4.4.5. De Accountantskamer leidt uit voorgaande af dat betrokkene wisselend heeft verklaard. Bij de kantoortoetsing had betrokkene ‘tijdig’ de opdracht gegeven aan [dienstverlener1], maar een jaar later is gebleken dat het dossier nog niet gereed was om aan [dienstverlener1] voor te leggen. Ter zitting heeft betrokkene verklaard dat het Recapitulatieverslag op dit punt niet juist is, want kennelijk is bij de toetser de indruk ontstaan dat er al wel een opdracht was gegeven. Wat er ook van zij, het moet betrokkene van meet af aan duidelijk zijn geweest dat klaagster de kantoortoetsing pas kon afronden nadat de stukken van de OKB waren overgelegd.

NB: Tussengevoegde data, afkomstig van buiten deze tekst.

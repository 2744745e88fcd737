//! Courses

use super::{set_opt, Entity, Fields, Level};
use crate::error::{Error, Result};
use crate::features::geo::GeoPoint;
use crate::schema::catalog::COURSES;
use crate::storage::document::Document;
use chrono::{DateTime, Utc};
use serde::Serialize;

#[derive(Debug, Clone, PartialEq, Serialize)]
pub struct Course {
    pub id: String,
    pub title: String,
    pub description: String,
    pub instructor_id: String,
    pub category: Option<String>,
    pub level: Option<Level>,
    /// Hours
    pub duration: Option<f64>,
    pub price: Option<f64>,
    pub tags: Vec<String>,
    pub is_published: bool,
    pub location: Option<GeoPoint>,
    pub created_at: DateTime<Utc>,
    pub updated_at: DateTime<Utc>,
}

impl Entity for Course {
    const COLLECTION: &'static str = COURSES;

    fn id(&self) -> &str {
        &self.id
    }

    fn to_document(&self) -> Document {
        let mut doc = Document::new(&self.id);
        doc.set("title", &self.title)
            .set("description", &self.description)
            .set("instructor_id", &self.instructor_id)
            .set("tags", self.tags.clone())
            .set("is_published", self.is_published)
            .set("created_at", self.created_at)
            .set("updated_at", self.updated_at);
        set_opt(&mut doc, "category", self.category.clone());
        set_opt(&mut doc, "level", self.level);
        set_opt(&mut doc, "duration", self.duration);
        set_opt(&mut doc, "price", self.price);
        set_opt(&mut doc, "location", self.location.map(|p| p.to_value()));
        doc
    }

    fn from_document(doc: &Document) -> Result<Self> {
        let f = Fields::of(doc, COURSES);
        let location = match f.value("location") {
            None => None,
            Some(v) => Some(GeoPoint::from_value(v).ok_or_else(|| Error::TypeMismatch {
                collection: COURSES.to_string(),
                field: "location".to_string(),
                expected: "geopoint".to_string(),
                actual: v.type_name().to_string(),
            })?),
        };

        Ok(Self {
            id: doc.id.clone(),
            title: f.string("title")?,
            description: f.string("description")?,
            instructor_id: f.string("instructor_id")?,
            category: f.opt_string("category")?,
            level: f.opt_parsed("level")?,
            duration: f.opt_float("duration")?,
            price: f.opt_float("price")?,
            tags: f.strings("tags")?,
            is_published: f.bool_or("is_published", false)?,
            location,
            created_at: f.datetime("created_at")?,
            updated_at: f.datetime("updated_at")?,
        })
    }
}
//! Geospatial proximity search over course locations
//!
//! Locations are GeoJSON points (`{type: Point, coordinates: [lon, lat]}`).
//! Distances are great-circle distances on a sphere of radius
//! [`EARTH_RADIUS_M`].

use crate::entities::{Course, Entity};
use crate::error::{Error, Result};
use crate::query::filter::Filter;
use crate::reports::round2;
use crate::schema::catalog::COURSES;
use crate::storage::document::Value;
use crate::Database;
use serde::Serialize;
use std::collections::BTreeMap;

/// Mean earth radius used for spherical distances, in metres
pub const EARTH_RADIUS_M: f64 = 6_378_100.0;

#[derive(Debug, Clone, Copy, PartialEq, Serialize)]
pub struct GeoPoint {
    pub longitude: f64,
    pub latitude: f64,
}

impl GeoPoint {
    pub fn new(longitude: f64, latitude: f64) -> Self {
        Self {
            longitude,
            latitude,
        }
    }

    /// Build a point, rejecting out-of-range coordinates
    pub fn checked(longitude: f64, latitude: f64) -> Result<Self> {
        let point = Self::new(longitude, latitude);
        if point.is_valid() {
            Ok(point)
        } else {
            Err(Error::InvalidArgument {
                message: format!(
                    "coordinates ({}, {}) are outside longitude [-180, 180] / latitude [-90, 90]",
                    longitude, latitude
                ),
            })
        }
    }

    pub fn is_valid(&self) -> bool {
        self.longitude.is_finite()
            && self.latitude.is_finite()
            && (-180.0..=180.0).contains(&self.longitude)
            && (-90.0..=90.0).contains(&self.latitude)
    }

    /// Read a GeoJSON point
    pub fn from_value(value: &Value) -> Option<Self> {
        let obj = value.as_object()?;
        if obj.get("type")?.as_str()? != "Point" {
            return None;
        }
        match obj.get("coordinates")?.as_array()?.as_slice() {
            [lon, lat] => {
                let point = Self::new(lon.as_f64()?, lat.as_f64()?);
                point.is_valid().then_some(point)
            }
            _ => None,
        }
    }

    pub fn to_value(&self) -> Value {
        let mut map = BTreeMap::new();
        map.insert("type".to_string(), Value::from("Point"));
        map.insert(
            "coordinates".to_string(),
            Value::Array(vec![Value::Float(self.longitude), Value::Float(self.latitude)]),
        );
        Value::Object(map)
    }

    /// Haversine distance in metres
    pub fn distance_m(&self, other: &GeoPoint) -> f64 {
        let (lat1, lat2) = (self.latitude.to_radians(), other.latitude.to_radians());
        let dlat = lat2 - lat1;
        let dlon = (other.longitude - self.longitude).to_radians();

        let a = (dlat / 2.0).sin().powi(2) + lat1.cos() * lat2.cos() * (dlon / 2.0).sin().powi(2);
        2.0 * EARTH_RADIUS_M * a.sqrt().min(1.0).asin()
    }
}

/// A course within range of the search point
#[derive(Debug, Clone, Serialize)]
pub struct NearbyCourse {
    pub course_id: String,
    pub title: String,
    pub category: Option<String>,
    pub level: Option<String>,
    pub price: Option<f64>,
    pub location: GeoPoint,
    /// Rounded to 2 decimals
    pub distance_km: f64,
}

/// Published courses within `max_distance_km` of a point, nearest first
pub async fn courses_near(
    db: &Database,
    longitude: f64,
    latitude: f64,
    max_distance_km: f64,
) -> Result<Vec<NearbyCourse>> {
    let origin = GeoPoint::checked(longitude, latitude)?;
    if !(max_distance_km.is_finite() && max_distance_km >= 0.0) {
        return Err(Error::InvalidArgument {
            message: format!("search radius must be a non-negative number, got {}", max_distance_km),
        });
    }
    let max_distance_m = max_distance_km * 1000.0;

    let published = Filter::eq("is_published", true).and(Filter::exists("location"));
    let mut hits: Vec<(f64, NearbyCourse)> = Vec::new();

    for doc in db.find(COURSES, &published).await? {
        let course = Course::from_document(&doc)?;
        let Some(location) = course.location else {
            continue;
        };
        let distance_m = origin.distance_m(&location);
        if distance_m > max_distance_m {
            continue;
        }
        hits.push((
            distance_m,
            NearbyCourse {
                course_id: course.id,
                title: course.title,
                category: course.category,
                level: course.level.map(|l| l.to_string()),
                price: course.price,
                location,
                distance_km: round2(distance_m / 1000.0),
            },
        ));
    }

    hits.sort_by(|a, b| a.0.total_cmp(&b.0));
    tracing::debug!("{} courses within {} km of {:?}", hits.len(), max_distance_km, origin);
    Ok(hits.into_iter().map(|(_, c)| c).collect())
}

#[cfg(test)]
mod tests {
    use super::*;
    use crate::repo::{courses, users};
    use tempfile::TempDir;

    const NYC: GeoPoint = GeoPoint {
        longitude: -74.0060,
        latitude: 40.7128,
    };
    const LONDON: GeoPoint = GeoPoint {
        longitude: -0.1278,
        latitude: 51.5074,
    };
    const PARIS: GeoPoint = GeoPoint {
        longitude: 2.3522,
        latitude: 48.8566,
    };

    #[test]
    fn test_haversine_distances() {
        assert_eq!(NYC.distance_m(&NYC), 0.0);

        let london_paris = LONDON.distance_m(&PARIS) / 1000.0;
        assert!((340.0..=350.0).contains(&london_paris), "{}", london_paris);

        let nyc_london = NYC.distance_m(&LONDON) / 1000.0;
        assert!((5550.0..=5600.0).contains(&nyc_london), "{}", nyc_london);
    }

    #[test]
    fn test_geojson_value() {
        let value = LONDON.to_value();
        assert_eq!(GeoPoint::from_value(&value), Some(LONDON));

        let mut bad = value.as_object().unwrap().clone();
        bad.insert("type".into(), Value::from("Polygon"));
        assert_eq!(GeoPoint::from_value(&Value::Object(bad)), None);

        assert!(GeoPoint::checked(200.0, 0.0).is_err());
        assert!(GeoPoint::from_value(&GeoPoint::new(0.0, 95.0).to_value()).is_none());
    }

    #[tokio::test]
    async fn test_courses_near_orders_published_courses() {
        let tmp = TempDir::new().unwrap();
        let mut db = Database::open(tmp.path()).await.unwrap();
        db.apply_validators().await.unwrap();
        let tutor = users::add_instructor(&db, users::NewUser::new("teach", "t@example.com", "h"))
            .await
            .unwrap();

        // Points on the equator east of the origin, in degrees of longitude
        let mut ids = std::collections::HashMap::new();
        for (title, lon, published) in [
            ("Course at 0.40", 0.40, true),
            ("Course at 0.10", 0.10, true),
            ("Course at 0.05", 0.05, false),
            ("Course at 0.25", 0.25, true),
            ("Course at 1.00", 1.00, true),
        ] {
            let course = courses::create(
                &db,
                courses::NewCourse::new(title, "A course description long enough.", &tutor.id),
            )
            .await
            .unwrap();
            courses::set_location(&db, &course.id, lon, 0.0).await.unwrap();
            if !published {
                courses::set_published(&db, &course.id, false).await.unwrap();
            }
            ids.insert(title, course.id);
        }

        let near = courses_near(&db, 0.0, 0.0, 50.0).await.unwrap();
        let titles: Vec<&str> = near.iter().map(|c| c.title.as_str()).collect();
        assert_eq!(titles, vec!["Course at 0.10", "Course at 0.25", "Course at 0.40"]);
        let distances: Vec<f64> = near.iter().map(|c| c.distance_km).collect();
        assert_eq!(distances, vec![11.13, 27.83, 44.53]);
        assert_eq!(near[0].course_id, ids["Course at 0.10"]);

        assert!(courses_near(&db, 0.0, 0.0, -1.0).await.unwrap_err().is_validation());
        assert!(courses_near(&db, 0.0, 91.0, 10.0).await.unwrap_err().is_validation());
    }
}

4.4.6. Ter zitting heeft betrokkene uitgelegd dat hij de meerwaarde van de OKB in dit geval niet ziet. Het dossier is al door een ander beoordeeld (de toetser). En de OKB is verplicht gesteld om een onafhankelijke beoordeling te krijgen en dat is hier gebeurd, aangezien de NOW-cliënt geen bestaande relatie was. Daarom heeft betrokkene gaandeweg besloten dat hij geen OKB meer zou laten verrichten. De Accountantskamer overweegt dat de klacht niet gaat over die afwijking van een verplichting uit hoofde van NV COS 4415N, maar over het onvoldoende meewerken aan een kantoortoetsing. Van betrokkene had verwacht mogen worden dat hij klaagster uit eigen beweging over deze verandering in aanpak had geïnformeerd. In plaats daarvan heeft betrokkene nergens meer op gereageerd. Die handelwijze acht de Accountantskamer in strijd met het fundamentele beginsel van professionaliteit en daarmee tuchtrechtelijk verwijtbaar. Daarom is de klacht gegrond.

5. De maatregel

DeAccountantskamer legt aan betrokkene de maatregel van berisping op. Betrokkene was als kwaliteitsbepaler van het kantoor verantwoordelijk voor een correcte medewerking aan de kantoortoetsing. In feite heeft betrokkene klaagster wat betreft de OKB aan het lijntje gehouden. Toen betrokkene eenmaal had besloten dat hij geen OKB zou laten uitvoeren, had hij die beslissing aan klaagster moeten meedelen. De Accountantskamer weegt mee dat betrokkene zijn beroepsorganisatie niet juist heeft ingelicht. De Accountantskamer heeft in het voordeel van betrokkene laten meewegen dat de toetser, behoudens de ontbrekende OKB, geen tekortkomingen heeft aangetroffen in de getoetste dossiers en dat betrokkene in de 49 jaar dat hij werkzaam is niet eerder een tuchtklacht heeft gehad.

6. De beslissing

De Accountantskamer:

  • verklaart de klacht gegrond;
  • legt aan betrokkene op de maatregel van berisping;
  • verstaat dat de AFM en de voorzitter van de NBA na het onherroepelijk worden van deze uitspraak én de uitvaardiging van een last tot tenuitvoerlegging door de voorzitter van de Accountantskamer, zorgen voor opname van deze tuchtrechtelijke maatregel in de registers, voor zover betrokkene daarin is of was ingeschreven.

Aldus beslist door mr. C.H. de Haan, voorzitter, mr. J.N. Bartels en mr. I.F. Clement (rechterlijke leden) en mr. drs. J.B. Backhuijs RA en A.M. Janssen AA (accountantsleden), in aanwezigheid van mr. C.J.H. Terwal, secretaris, en uitgesproken in het openbaar op 31 januari 2025.

_________ __________

secretaris voorzitter

Deze uitspraak is aan partijen verzonden op:_____________________________

Op grond van artikel 43 Wtra kan tegen deze uitspraak binnen 6 weken na de dag van verzending daarvan hoger beroep worden ingesteld door middel van het indienen van een beroepschrift bij het College van Beroep voor het bedrijfsleven (adres: Postbus 20021, 2500 EA Den Haag). Het beroepschrift moet de gronden van het beroep bevatten en moet zijn ondertekend.